__ASSIGNMENT__. Taking each line of the records in turn, count those containing "attempts" and report only the number.

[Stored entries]
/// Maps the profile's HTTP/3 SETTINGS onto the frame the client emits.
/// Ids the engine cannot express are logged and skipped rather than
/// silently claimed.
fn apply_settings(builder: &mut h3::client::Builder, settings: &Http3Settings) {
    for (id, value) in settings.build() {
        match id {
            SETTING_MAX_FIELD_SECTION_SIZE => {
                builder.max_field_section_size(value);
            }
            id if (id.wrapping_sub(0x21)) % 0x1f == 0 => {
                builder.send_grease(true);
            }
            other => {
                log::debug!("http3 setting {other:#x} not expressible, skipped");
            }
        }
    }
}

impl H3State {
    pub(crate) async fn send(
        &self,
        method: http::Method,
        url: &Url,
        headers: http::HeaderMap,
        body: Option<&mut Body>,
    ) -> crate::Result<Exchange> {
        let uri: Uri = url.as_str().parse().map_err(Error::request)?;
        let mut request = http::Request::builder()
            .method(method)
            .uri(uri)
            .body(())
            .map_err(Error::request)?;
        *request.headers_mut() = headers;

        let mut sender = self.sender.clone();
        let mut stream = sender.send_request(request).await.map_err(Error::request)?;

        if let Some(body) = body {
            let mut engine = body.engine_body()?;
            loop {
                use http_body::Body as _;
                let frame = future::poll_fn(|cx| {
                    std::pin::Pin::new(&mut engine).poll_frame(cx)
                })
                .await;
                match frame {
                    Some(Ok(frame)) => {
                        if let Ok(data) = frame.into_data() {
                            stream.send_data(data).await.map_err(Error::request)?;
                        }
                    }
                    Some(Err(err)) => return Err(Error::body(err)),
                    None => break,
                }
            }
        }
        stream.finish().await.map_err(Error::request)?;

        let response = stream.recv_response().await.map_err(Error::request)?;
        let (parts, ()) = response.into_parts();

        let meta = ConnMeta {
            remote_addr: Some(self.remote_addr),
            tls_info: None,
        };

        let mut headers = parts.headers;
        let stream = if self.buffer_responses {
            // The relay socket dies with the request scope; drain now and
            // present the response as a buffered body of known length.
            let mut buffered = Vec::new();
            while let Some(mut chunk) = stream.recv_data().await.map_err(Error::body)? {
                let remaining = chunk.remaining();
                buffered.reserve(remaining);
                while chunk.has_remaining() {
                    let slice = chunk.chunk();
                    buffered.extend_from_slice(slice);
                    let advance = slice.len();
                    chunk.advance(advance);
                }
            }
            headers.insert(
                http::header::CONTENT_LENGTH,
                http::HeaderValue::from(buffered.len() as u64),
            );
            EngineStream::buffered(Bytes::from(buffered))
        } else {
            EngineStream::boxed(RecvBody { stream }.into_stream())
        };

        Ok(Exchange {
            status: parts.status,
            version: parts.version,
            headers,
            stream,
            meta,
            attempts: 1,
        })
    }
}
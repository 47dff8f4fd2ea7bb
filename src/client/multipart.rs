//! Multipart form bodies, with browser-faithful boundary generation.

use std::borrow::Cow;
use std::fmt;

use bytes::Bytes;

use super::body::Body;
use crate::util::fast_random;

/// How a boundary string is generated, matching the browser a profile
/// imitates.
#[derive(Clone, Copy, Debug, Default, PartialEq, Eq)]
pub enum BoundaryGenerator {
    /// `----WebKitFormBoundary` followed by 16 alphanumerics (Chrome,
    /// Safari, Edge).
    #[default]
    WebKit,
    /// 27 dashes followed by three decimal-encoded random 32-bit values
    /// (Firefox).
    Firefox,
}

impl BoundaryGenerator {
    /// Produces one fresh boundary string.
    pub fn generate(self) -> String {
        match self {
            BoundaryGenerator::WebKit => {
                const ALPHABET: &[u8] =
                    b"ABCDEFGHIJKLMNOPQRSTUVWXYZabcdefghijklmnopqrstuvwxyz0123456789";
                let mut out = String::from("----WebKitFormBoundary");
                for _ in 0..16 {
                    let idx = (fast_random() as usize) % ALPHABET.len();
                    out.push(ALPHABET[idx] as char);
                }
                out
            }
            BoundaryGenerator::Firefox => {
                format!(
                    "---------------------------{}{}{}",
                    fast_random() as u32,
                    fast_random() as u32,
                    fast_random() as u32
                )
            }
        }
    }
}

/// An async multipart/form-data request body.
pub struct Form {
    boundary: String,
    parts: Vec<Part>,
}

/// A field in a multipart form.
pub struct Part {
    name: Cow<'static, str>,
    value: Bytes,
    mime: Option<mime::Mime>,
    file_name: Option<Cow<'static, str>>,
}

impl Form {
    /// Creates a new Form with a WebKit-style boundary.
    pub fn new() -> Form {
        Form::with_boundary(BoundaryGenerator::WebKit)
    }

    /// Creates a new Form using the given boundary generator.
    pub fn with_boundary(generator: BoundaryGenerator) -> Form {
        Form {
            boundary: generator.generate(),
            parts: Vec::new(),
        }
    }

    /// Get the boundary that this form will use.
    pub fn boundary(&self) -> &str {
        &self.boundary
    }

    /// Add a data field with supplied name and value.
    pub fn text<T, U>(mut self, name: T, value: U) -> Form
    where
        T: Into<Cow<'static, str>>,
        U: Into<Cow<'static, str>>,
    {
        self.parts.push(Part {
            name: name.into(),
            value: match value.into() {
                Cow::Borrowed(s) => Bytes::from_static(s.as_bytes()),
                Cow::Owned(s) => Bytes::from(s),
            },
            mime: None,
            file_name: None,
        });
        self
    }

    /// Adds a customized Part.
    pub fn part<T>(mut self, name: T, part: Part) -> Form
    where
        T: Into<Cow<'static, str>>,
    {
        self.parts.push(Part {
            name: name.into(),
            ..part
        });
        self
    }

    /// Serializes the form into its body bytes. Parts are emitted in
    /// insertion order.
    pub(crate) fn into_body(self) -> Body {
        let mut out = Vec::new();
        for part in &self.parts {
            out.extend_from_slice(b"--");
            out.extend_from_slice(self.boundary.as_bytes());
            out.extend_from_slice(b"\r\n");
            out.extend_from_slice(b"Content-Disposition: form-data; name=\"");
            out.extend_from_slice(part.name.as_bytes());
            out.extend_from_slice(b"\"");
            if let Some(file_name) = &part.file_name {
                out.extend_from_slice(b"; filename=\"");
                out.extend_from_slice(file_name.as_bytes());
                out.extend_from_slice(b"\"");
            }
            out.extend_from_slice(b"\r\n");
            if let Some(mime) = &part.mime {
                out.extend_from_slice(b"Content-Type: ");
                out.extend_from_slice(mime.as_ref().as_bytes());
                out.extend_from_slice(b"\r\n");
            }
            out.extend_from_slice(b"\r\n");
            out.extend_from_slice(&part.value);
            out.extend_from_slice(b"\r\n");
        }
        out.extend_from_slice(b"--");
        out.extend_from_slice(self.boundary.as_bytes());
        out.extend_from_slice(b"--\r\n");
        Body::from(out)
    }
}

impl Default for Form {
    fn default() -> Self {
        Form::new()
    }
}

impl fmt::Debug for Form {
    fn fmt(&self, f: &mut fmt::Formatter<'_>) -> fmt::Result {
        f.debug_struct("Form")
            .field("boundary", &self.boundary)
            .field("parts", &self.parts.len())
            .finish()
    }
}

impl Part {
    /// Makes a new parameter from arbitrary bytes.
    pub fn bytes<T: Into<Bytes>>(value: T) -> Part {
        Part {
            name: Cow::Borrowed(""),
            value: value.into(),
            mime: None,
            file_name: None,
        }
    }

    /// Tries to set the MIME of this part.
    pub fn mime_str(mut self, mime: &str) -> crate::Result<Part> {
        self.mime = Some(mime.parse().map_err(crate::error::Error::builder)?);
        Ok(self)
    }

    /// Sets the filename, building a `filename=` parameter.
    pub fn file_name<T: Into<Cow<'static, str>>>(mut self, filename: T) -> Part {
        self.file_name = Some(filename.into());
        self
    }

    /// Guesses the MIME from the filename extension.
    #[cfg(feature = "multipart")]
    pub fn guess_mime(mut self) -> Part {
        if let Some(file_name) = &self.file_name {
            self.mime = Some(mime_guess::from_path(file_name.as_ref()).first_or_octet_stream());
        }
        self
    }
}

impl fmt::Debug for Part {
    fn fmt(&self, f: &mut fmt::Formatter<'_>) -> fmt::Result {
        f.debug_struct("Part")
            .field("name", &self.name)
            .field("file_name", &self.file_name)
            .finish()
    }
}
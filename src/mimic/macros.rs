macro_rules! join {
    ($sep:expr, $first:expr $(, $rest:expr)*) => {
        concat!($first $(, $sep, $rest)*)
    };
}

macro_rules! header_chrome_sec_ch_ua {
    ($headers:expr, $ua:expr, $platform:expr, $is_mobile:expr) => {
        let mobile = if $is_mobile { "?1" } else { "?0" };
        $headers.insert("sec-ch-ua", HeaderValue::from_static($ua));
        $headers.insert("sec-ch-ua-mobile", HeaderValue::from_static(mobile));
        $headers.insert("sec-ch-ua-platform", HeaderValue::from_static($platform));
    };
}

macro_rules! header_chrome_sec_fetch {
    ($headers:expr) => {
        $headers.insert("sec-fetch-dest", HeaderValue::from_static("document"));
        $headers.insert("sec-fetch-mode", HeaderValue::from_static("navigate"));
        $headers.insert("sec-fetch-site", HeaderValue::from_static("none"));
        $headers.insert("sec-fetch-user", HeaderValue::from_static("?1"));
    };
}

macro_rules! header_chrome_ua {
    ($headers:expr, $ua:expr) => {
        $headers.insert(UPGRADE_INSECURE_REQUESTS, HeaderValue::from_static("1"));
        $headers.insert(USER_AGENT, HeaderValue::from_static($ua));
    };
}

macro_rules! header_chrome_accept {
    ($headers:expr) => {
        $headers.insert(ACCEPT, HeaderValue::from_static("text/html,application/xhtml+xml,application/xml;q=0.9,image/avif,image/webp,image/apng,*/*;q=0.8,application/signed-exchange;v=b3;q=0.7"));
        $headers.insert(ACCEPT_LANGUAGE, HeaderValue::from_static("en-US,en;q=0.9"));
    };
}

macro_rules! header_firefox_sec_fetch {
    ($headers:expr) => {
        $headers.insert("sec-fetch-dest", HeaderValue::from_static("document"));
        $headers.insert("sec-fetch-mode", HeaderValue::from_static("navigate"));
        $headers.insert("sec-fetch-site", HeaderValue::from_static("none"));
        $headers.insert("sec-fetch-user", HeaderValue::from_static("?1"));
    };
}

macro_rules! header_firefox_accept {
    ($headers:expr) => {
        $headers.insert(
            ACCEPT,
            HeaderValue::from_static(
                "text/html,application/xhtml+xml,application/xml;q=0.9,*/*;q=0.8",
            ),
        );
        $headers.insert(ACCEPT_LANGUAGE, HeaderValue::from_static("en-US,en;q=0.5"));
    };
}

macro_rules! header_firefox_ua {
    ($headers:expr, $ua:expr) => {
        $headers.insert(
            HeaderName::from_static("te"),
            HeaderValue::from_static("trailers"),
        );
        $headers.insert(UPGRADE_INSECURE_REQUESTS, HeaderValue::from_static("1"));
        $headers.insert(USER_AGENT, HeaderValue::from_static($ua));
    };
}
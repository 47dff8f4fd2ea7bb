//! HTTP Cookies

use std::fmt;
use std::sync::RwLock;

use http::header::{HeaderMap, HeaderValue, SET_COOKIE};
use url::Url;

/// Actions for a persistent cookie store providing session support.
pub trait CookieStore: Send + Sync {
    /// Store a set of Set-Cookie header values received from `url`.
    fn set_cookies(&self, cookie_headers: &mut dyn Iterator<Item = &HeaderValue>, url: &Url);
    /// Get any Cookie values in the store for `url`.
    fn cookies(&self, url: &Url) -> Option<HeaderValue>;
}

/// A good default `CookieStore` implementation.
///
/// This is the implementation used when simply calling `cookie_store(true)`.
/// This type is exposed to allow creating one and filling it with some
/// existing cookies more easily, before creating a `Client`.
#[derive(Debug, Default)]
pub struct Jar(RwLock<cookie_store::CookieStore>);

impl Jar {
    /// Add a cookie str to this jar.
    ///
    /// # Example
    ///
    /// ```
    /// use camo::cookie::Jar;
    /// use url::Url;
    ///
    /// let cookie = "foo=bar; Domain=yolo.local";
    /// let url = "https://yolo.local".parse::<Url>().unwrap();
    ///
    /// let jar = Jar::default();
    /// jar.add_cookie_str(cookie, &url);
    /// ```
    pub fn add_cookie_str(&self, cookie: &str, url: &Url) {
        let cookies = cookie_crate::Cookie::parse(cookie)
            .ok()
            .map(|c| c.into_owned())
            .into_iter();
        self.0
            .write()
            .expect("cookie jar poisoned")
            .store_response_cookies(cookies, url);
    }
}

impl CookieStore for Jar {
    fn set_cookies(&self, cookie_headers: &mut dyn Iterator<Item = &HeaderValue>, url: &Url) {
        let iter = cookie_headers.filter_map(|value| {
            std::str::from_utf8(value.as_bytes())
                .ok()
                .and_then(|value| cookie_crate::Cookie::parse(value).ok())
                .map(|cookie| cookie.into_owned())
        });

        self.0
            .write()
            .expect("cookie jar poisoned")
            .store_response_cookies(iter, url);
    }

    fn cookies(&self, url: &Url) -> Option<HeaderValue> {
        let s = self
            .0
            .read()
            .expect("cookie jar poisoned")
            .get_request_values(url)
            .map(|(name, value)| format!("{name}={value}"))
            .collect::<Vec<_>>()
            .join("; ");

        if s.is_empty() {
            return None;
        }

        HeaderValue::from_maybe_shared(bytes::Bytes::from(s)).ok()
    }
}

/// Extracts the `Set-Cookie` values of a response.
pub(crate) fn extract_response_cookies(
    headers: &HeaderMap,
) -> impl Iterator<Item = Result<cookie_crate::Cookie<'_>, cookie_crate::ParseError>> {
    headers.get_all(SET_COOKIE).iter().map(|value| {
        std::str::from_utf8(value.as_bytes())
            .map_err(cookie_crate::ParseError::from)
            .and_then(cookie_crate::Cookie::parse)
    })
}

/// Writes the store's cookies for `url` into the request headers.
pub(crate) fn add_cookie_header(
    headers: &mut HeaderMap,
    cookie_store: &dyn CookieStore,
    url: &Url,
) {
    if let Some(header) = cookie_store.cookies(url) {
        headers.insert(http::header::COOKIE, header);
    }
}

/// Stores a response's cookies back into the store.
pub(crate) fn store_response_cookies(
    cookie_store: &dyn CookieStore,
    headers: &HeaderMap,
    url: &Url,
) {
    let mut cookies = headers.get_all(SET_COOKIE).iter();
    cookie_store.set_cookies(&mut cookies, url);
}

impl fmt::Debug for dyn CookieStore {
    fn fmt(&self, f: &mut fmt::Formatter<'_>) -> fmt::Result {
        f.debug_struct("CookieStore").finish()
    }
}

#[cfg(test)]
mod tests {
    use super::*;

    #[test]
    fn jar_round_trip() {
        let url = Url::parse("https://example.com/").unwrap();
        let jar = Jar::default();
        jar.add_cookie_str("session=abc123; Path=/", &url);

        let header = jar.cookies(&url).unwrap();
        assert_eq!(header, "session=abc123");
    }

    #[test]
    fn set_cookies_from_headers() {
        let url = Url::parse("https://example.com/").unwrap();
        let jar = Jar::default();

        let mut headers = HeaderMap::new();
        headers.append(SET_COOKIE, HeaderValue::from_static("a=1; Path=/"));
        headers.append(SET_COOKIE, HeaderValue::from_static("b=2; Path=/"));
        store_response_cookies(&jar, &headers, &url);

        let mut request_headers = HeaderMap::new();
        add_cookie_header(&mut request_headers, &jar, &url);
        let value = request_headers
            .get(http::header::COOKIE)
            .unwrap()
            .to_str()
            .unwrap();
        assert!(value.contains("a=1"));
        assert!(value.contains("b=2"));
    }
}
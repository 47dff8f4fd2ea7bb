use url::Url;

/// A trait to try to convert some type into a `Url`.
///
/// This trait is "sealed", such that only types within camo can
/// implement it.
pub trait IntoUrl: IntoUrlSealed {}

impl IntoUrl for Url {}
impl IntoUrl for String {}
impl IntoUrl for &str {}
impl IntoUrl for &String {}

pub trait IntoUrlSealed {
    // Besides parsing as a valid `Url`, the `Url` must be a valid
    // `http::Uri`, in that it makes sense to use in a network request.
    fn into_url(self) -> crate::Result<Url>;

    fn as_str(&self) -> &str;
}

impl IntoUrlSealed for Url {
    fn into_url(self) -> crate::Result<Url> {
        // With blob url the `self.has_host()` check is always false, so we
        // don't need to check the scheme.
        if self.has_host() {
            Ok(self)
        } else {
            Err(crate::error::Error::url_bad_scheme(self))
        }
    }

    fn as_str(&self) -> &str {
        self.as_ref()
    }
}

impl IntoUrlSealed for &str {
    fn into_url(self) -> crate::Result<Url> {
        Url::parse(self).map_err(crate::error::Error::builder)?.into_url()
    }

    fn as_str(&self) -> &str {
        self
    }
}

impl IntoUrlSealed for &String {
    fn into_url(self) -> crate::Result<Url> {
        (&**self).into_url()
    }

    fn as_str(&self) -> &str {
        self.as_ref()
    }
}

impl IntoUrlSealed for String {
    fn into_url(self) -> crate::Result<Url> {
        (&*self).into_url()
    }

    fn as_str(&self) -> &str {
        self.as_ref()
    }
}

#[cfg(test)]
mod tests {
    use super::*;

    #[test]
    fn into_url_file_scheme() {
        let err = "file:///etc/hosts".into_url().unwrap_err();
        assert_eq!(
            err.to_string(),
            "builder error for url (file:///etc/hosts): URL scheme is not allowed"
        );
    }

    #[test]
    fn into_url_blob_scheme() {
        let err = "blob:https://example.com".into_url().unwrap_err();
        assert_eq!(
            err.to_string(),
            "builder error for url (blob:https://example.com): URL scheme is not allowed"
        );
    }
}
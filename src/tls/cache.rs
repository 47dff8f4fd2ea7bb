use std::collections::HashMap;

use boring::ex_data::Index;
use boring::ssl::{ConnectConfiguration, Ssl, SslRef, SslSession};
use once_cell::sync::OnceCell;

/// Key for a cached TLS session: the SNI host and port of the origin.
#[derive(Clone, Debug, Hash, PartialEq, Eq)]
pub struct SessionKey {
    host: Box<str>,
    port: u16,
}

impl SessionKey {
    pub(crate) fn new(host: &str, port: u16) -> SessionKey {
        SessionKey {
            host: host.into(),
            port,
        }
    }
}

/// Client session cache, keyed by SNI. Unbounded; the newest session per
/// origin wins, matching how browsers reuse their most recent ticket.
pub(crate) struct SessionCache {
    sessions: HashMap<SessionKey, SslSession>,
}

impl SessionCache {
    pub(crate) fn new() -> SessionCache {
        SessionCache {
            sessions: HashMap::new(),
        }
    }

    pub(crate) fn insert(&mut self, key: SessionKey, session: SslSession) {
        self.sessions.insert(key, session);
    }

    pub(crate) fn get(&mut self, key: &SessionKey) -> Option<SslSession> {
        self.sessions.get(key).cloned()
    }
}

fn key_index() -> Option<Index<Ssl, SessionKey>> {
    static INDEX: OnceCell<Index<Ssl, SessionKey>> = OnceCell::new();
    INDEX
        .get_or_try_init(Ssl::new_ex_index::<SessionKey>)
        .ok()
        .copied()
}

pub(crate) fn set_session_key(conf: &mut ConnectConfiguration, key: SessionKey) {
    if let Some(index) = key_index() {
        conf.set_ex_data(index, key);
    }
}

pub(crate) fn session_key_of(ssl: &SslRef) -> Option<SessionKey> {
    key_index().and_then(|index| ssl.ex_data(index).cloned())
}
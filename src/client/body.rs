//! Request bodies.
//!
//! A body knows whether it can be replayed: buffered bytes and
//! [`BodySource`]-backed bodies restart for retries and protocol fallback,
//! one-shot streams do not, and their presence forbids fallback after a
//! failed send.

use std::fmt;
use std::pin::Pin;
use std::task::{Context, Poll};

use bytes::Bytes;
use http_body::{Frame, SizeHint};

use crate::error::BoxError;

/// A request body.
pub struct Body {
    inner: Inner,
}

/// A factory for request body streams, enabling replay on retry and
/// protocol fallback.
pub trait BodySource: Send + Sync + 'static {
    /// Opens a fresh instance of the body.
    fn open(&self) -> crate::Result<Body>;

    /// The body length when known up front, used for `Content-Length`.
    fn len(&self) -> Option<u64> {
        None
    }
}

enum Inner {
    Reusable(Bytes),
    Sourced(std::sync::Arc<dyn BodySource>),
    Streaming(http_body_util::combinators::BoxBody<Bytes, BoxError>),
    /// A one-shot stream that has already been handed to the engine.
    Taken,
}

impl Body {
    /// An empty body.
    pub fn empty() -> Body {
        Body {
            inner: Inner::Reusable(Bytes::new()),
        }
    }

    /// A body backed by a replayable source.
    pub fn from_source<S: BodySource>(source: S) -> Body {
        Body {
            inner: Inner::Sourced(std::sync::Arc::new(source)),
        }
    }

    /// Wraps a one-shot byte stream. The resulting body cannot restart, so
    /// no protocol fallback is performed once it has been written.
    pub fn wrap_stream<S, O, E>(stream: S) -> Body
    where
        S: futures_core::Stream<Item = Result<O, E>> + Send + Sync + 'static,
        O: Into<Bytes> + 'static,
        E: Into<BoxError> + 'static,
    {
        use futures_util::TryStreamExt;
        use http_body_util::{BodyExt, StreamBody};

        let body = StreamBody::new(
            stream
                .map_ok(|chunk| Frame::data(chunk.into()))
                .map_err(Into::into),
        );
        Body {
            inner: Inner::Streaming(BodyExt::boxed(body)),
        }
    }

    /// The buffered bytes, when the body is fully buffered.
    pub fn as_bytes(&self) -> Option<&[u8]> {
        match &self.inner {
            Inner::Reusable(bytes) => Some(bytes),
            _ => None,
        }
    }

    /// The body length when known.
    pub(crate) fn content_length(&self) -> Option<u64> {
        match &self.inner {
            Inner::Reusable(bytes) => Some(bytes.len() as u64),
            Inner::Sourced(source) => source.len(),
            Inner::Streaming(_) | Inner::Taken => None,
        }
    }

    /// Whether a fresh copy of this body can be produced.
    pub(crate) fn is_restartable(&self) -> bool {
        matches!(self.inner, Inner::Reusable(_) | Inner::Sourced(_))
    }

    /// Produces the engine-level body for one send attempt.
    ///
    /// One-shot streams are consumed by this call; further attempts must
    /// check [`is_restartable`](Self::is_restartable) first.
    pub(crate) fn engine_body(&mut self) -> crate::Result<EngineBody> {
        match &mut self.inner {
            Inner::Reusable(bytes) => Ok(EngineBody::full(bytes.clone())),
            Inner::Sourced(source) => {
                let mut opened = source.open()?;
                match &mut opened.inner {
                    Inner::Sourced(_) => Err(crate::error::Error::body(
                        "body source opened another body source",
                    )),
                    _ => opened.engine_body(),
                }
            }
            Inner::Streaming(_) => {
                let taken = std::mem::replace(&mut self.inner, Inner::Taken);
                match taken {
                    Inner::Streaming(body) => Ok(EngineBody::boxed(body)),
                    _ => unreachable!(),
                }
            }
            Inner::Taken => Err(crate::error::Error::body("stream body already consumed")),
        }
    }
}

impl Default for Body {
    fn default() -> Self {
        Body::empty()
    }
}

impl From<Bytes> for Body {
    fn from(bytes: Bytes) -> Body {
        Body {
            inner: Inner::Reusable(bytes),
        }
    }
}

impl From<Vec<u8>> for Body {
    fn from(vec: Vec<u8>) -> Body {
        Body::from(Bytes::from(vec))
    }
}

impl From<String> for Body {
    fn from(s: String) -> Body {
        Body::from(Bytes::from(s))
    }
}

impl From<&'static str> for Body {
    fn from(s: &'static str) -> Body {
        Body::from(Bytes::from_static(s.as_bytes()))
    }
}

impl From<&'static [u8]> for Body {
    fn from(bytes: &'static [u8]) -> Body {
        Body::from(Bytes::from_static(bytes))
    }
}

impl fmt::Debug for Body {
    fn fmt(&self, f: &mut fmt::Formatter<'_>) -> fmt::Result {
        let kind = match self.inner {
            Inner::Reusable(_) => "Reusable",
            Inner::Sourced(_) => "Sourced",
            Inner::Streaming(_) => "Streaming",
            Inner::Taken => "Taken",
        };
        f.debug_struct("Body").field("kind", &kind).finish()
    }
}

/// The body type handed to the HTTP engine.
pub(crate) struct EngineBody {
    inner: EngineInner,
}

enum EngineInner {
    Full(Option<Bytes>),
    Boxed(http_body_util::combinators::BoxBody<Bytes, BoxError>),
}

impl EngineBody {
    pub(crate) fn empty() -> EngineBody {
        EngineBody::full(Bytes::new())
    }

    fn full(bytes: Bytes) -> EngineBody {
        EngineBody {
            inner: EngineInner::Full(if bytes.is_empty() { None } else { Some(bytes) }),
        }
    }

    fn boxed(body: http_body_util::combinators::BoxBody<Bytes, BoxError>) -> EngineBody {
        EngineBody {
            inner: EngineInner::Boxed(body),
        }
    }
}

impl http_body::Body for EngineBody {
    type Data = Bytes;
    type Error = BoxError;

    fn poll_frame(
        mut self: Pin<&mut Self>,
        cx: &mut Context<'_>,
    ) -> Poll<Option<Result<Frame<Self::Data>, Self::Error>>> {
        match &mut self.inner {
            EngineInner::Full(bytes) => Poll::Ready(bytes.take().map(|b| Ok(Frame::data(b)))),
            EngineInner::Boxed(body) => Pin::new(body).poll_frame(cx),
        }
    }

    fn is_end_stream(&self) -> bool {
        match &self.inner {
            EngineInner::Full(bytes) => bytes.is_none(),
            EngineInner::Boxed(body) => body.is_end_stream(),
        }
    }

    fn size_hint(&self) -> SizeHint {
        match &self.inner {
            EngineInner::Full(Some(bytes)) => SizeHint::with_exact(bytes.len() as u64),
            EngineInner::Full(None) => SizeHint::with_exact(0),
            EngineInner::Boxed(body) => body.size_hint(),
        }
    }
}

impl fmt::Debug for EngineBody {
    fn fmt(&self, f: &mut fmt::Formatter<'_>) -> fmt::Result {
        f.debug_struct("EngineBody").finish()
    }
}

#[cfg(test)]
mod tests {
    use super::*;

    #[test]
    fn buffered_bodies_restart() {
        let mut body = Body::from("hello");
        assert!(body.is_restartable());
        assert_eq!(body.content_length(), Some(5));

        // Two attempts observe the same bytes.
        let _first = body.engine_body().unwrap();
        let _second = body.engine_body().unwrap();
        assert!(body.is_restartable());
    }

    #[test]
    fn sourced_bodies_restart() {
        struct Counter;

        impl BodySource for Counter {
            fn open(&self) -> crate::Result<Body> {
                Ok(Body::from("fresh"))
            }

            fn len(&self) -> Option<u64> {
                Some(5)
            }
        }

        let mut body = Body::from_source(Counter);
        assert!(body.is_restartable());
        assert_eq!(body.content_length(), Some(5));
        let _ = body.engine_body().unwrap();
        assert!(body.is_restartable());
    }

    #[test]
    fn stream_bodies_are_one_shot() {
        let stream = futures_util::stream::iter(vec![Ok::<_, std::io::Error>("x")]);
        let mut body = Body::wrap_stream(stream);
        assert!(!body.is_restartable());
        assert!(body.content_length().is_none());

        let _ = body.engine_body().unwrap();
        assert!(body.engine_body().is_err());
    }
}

__RESPONSE FOR THIS EXERCISE__. 3